▶ **WHAT THIS TASK INVOLVES**: Would you write out, word for word, each line of the records below from the top through the one holding "let convert = |v: i64|"?

▶ **DATA LISTING**:
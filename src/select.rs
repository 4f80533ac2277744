//! Measurement region selection.
//!
//! A region is either given as `left,top,width,height` or picked with a
//! mouse drag: the first left-button press marks one corner and the next
//! release marks the other.
//!
//! The hook only observes input, so the drag also reaches whatever window
//! lies underneath. With an arm key set, clicks are ignored until that key
//! is pressed, which lets the operator move to a harmless spot first.

use crate::capture::Region;
use crate::collector::{InputEvent, Key, Point};
use crate::core::StopSignal;
use crossbeam_channel::{Receiver, RecvTimeoutError};
use std::str::FromStr;
use std::time::{Duration, Instant};
use tracing::{debug, info, warn};

/// Granularity of stop and timeout checks while waiting for input.
const SELECT_POLL: Duration = Duration::from_millis(50);

impl Region {
    /// Normalise two opposite corners into a region.
    pub fn from_corners(a: Point, b: Point) -> Result<Region, SelectionError> {
        let (ax, ay) = (a.x.round() as i64, a.y.round() as i64);
        let (bx, by) = (b.x.round() as i64, b.y.round() as i64);

        let left = ax.min(bx);
        let top = ay.min(by);
        let width = (ax - bx).unsigned_abs();
        let height = (ay - by).unsigned_abs();

        if width == 0 || height == 0 {
            return Err(SelectionError::EmptySelection { width, height });
        }

        let convert = |v: i64| {
            i32::try_from(v).map_err(|_| SelectionError::InvalidRegion(format!("{v} out of range")))
        };
        let size = |v: u64| {
            u32::try_from(v).map_err(|_| SelectionError::InvalidRegion(format!("{v} out of range")))
        };

        Ok(Region::new(
            convert(left)?,
            convert(top)?,
            size(width)?,
            size(height)?,
        ))
    }
}

impl FromStr for Region {
    type Err = SelectionError;

    /// Parse `left,top,width,height`.
    fn from_str(s: &str) -> Result<Self, Self::Err> {
        let parts: Vec<&str> = s.split(',').map(str::trim).collect();
        if parts.len() != 4 {
            return Err(SelectionError::InvalidRegion(format!(
                "expected left,top,width,height, got '{s}'"
            )));
        }

        let coord = |v: &str| {
            v.parse::<i32>()
                .map_err(|e| SelectionError::InvalidRegion(format!("'{v}': {e}")))
        };
        let size = |v: &str| {
            v.parse::<u32>()
                .map_err(|e| SelectionError::InvalidRegion(format!("'{v}': {e}")))
        };

        let region = Region::new(
            coord(parts[0])?,
            coord(parts[1])?,
            size(parts[2])?,
            size(parts[3])?,
        );
        if region.width == 0 || region.height == 0 {
            return Err(SelectionError::EmptySelection {
                width: region.width as u64,
                height: region.height as u64,
            });
        }
        Ok(region)
    }
}

/// Picks a region from a left-button drag seen by the input hook.
pub struct DragSelector<'a> {
    events: &'a Receiver<InputEvent>,
    stop: StopSignal,
    timeout: Duration,
    arm_key: Option<Key>,
}

impl<'a> DragSelector<'a> {
    pub fn new(events: &'a Receiver<InputEvent>, stop: StopSignal, timeout: Duration) -> Self {
        Self {
            events,
            stop,
            timeout,
            arm_key: None,
        }
    }

    /// Ignore clicks until `key` is pressed.
    pub fn with_arm_key(mut self, key: Key) -> Self {
        self.arm_key = Some(key);
        self
    }

    /// Block until a drag completes, the stop signal fires or the wait
    /// times out.
    pub fn select(&self) -> Result<Region, SelectionError> {
        let deadline = Instant::now() + self.timeout;
        let mut start: Option<Point> = None;
        let mut armed = self.arm_key.is_none();

        loop {
            if self.stop.is_triggered() {
                return Err(SelectionError::Cancelled);
            }
            let remaining = deadline.saturating_duration_since(Instant::now());
            if remaining.is_zero() {
                return Err(SelectionError::TimedOut(self.timeout));
            }

            let event = match self.events.recv_timeout(remaining.min(SELECT_POLL)) {
                Ok(event) => event,
                Err(RecvTimeoutError::Timeout) => continue,
                Err(RecvTimeoutError::Disconnected) => return Err(SelectionError::Cancelled),
            };

            let click = match event {
                InputEvent::Click(click) if armed => click,
                InputEvent::Key(key) if !armed && key.is_key_down && Some(key.key) == self.arm_key => {
                    debug!(key = %key.key, "selection armed");
                    armed = true;
                    continue;
                }
                _ => continue,
            };
            let Some(position) = click.position else {
                warn!("click without a position ignored during selection");
                continue;
            };

            match start {
                None if click.is_left_down() => {
                    debug!(x = position.x, y = position.y, "selection started");
                    start = Some(position);
                }
                Some(corner) if click.is_left_up() => {
                    let region = Region::from_corners(corner, position)?;
                    info!(%region, "region selected");
                    return Ok(region);
                }
                _ => {}
            }
        }
    }
}

/// Region selection errors.
#[derive(Debug, Clone, PartialEq)]
pub enum SelectionError {
    /// The dragged rectangle has zero width or height
    EmptySelection { width: u64, height: u64 },
    /// The region text or coordinates could not be used
    InvalidRegion(String),
    /// Selection was aborted before it completed
    Cancelled,
    /// No drag completed within the allowed time
    TimedOut(Duration),
}

impl std::fmt::Display for SelectionError {
    fn fmt(&self, f: &mut std::fmt::Formatter<'_>) -> std::fmt::Result {
        match self {
            SelectionError::EmptySelection { width, height } => write!(
                f,
                "Selected region is empty (width={width}, height={height})"
            ),
            SelectionError::InvalidRegion(e) => write!(f, "Invalid region: {e}"),
            SelectionError::Cancelled => write!(f, "Region selection cancelled"),
            SelectionError::TimedOut(t) => {
                write!(f, "No region selected within {}s", t.as_secs_f64())
            }
        }
    }
}

impl std::error::Error for SelectionError {}
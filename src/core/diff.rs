//! Pixel-level change ratio between two frames.
//!
//! A pixel counts as changed when the mean absolute difference of its three
//! channels exceeds the threshold. No spatial filtering is applied; noise is
//! absorbed by the ratio thresholds of the detector instead.

use crate::capture::Frame;

/// Default per-pixel threshold on the 0-255 scale.
pub const DEFAULT_CHANGE_THRESHOLD: u8 = 8;

/// Compares frames of the same region.
#[derive(Debug, Clone, Copy, PartialEq, Eq)]
pub struct DiffEngine {
    threshold: u8,
}

impl Default for DiffEngine {
    fn default() -> Self {
        Self::new(DEFAULT_CHANGE_THRESHOLD)
    }
}

impl DiffEngine {
    pub fn new(threshold: u8) -> Self {
        Self { threshold }
    }

    pub fn threshold(&self) -> u8 {
        self.threshold
    }

    /// Fraction of pixels in `[0, 1]` that changed between `a` and `b`.
    pub fn ratio(&self, a: &Frame, b: &Frame) -> Result<f64, DiffError> {
        if a.width() != b.width() || a.height() != b.height() {
            return Err(DiffError::DimensionMismatch {
                left: (a.width(), a.height()),
                right: (b.width(), b.height()),
            });
        }

        let total = a.width() as usize * a.height() as usize;
        if total == 0 {
            return Ok(0.0);
        }

        // mean > t  <=>  sum > 3t for integer channel sums
        let limit = self.threshold as u16 * 3;
        let changed = a
            .pixels()
            .chunks_exact(3)
            .zip(b.pixels().chunks_exact(3))
            .filter(|(p, q)| {
                let sum: u16 = p
                    .iter()
                    .zip(q.iter())
                    .map(|(&x, &y)| x.abs_diff(y) as u16)
                    .sum();
                sum > limit
            })
            .count();

        Ok(changed as f64 / total as f64)
    }
}

/// Errors from frame comparison.
#[derive(Debug, Clone, PartialEq, Eq)]
pub enum DiffError {
    /// Frames of different sizes cannot be compared
    DimensionMismatch {
        left: (u32, u32),
        right: (u32, u32),
    },
}

impl std::fmt::Display for DiffError {
    fn fmt(&self, f: &mut std::fmt::Formatter<'_>) -> std::fmt::Result {
        match self {
            DiffError::DimensionMismatch { left, right } => write!(
                f,
                "Frame size mismatch: {}x{} vs {}x{}",
                left.0, left.1, right.0, right.1
            ),
        }
    }
}

impl std::error::Error for DiffError {}

#[cfg(test)]
mod tests {
    use super::*;
    use chrono::Utc;
    use image::{Rgb, RgbImage};

    fn solid(width: u32, height: u32, color: [u8; 3]) -> Frame {
        Frame::new(RgbImage::from_pixel(width, height, Rgb(color)), Utc::now())
    }

    /// Black frame whose first `changed` pixels (row-major) are set to `color`.
    fn partially_changed(width: u32, height: u32, changed: u32, color: [u8; 3]) -> Frame {
        let image = RgbImage::from_fn(width, height, |x, y| {
            if y * width + x < changed {
                Rgb(color)
            } else {
                Rgb([0, 0, 0])
            }
        });
        Frame::new(image, Utc::now())
    }

    #[test]
    fn test_identical_frames_ratio_zero() {
        let engine = DiffEngine::default();
        let a = solid(16, 9, [120, 40, 200]);
        let b = solid(16, 9, [120, 40, 200]);
        assert_eq!(engine.ratio(&a, &b).unwrap(), 0.0);
    }

    #[test]
    fn test_fully_changed_ratio_one() {
        let engine = DiffEngine::default();
        let a = solid(10, 10, [0, 0, 0]);
        let b = solid(10, 10, [9, 9, 9]);
        assert_eq!(engine.ratio(&a, &b).unwrap(), 1.0);
    }

    #[test]
    fn test_threshold_is_exclusive_on_channel_mean() {
        let engine = DiffEngine::default();
        let base = solid(1, 1, [100, 100, 100]);

        // Mean exactly 8: not changed
        assert_eq!(engine.ratio(&base, &solid(1, 1, [108, 108, 108])).unwrap(), 0.0);
        assert_eq!(engine.ratio(&base, &solid(1, 1, [124, 100, 100])).unwrap(), 0.0);

        // Mean just above 8: changed
        assert_eq!(engine.ratio(&base, &solid(1, 1, [125, 100, 100])).unwrap(), 1.0);
        assert_eq!(engine.ratio(&base, &solid(1, 1, [91, 91, 91])).unwrap(), 1.0);
    }

    #[test]
    fn test_partial_change_ratio() {
        let engine = DiffEngine::default();
        let base = solid(100, 10, [0, 0, 0]);
        let changed = partially_changed(100, 10, 15, [255, 255, 255]);
        let ratio = engine.ratio(&base, &changed).unwrap();
        assert!((ratio - 0.015).abs() < 1e-12);
    }

    #[test]
    fn test_superset_change_is_monotonic() {
        let engine = DiffEngine::default();
        let base = solid(20, 20, [10, 10, 10]);
        let small = partially_changed(20, 20, 30, [60, 60, 60]);
        let large = partially_changed(20, 20, 90, [200, 200, 200]);

        let small_ratio = engine.ratio(&base, &small).unwrap();
        let large_ratio = engine.ratio(&base, &large).unwrap();
        assert!(large_ratio >= small_ratio);
    }

    #[test]
    fn test_dimension_mismatch() {
        let engine = DiffEngine::default();
        let err = engine
            .ratio(&solid(4, 4, [0, 0, 0]), &solid(4, 5, [0, 0, 0]))
            .unwrap_err();
        assert_eq!(
            err,
            DiffError::DimensionMismatch {
                left: (4, 4),
                right: (4, 5)
            }
        );
    }

    #[test]
    fn test_custom_threshold() {
        let strict = DiffEngine::new(0);
        let a = solid(2, 2, [0, 0, 0]);
        let b = solid(2, 2, [0, 0, 1]);
        assert_eq!(strict.ratio(&a, &b).unwrap(), 1.0);
        assert_eq!(DiffEngine::default().ratio(&a, &b).unwrap(), 0.0);
    }
}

▶ **EXPECTED ANSWER**:
filename src/select.rs
repository 4f80533ac2277744
//! Measurement region selection.
//!
//! A region is either given as `left,top,width,height` or picked with a
//! mouse drag: the first left-button press marks one corner and the next
//! release marks the other.
//!
//! The hook only observes input, so the drag also reaches whatever window
//! lies underneath. With an arm key set, clicks are ignored until that key
//! is pressed, which lets the operator move to a harmless spot first.

use crate::capture::Region;
use crate::collector::{InputEvent, Key, Point};
use crate::core::StopSignal;
use crossbeam_channel::{Receiver, RecvTimeoutError};
use std::str::FromStr;
use std::time::{Duration, Instant};
use tracing::{debug, info, warn};

/// Granularity of stop and timeout checks while waiting for input.
const SELECT_POLL: Duration = Duration::from_millis(50);

impl Region {
    /// Normalise two opposite corners into a region.
    pub fn from_corners(a: Point, b: Point) -> Result<Region, SelectionError> {
        let (ax, ay) = (a.x.round() as i64, a.y.round() as i64);
        let (bx, by) = (b.x.round() as i64, b.y.round() as i64);

        let left = ax.min(bx);
        let top = ay.min(by);
        let width = (ax - bx).unsigned_abs();
        let height = (ay - by).unsigned_abs();

        if width == 0 || height == 0 {
            return Err(SelectionError::EmptySelection { width, height });
        }

        let convert = |v: i64| {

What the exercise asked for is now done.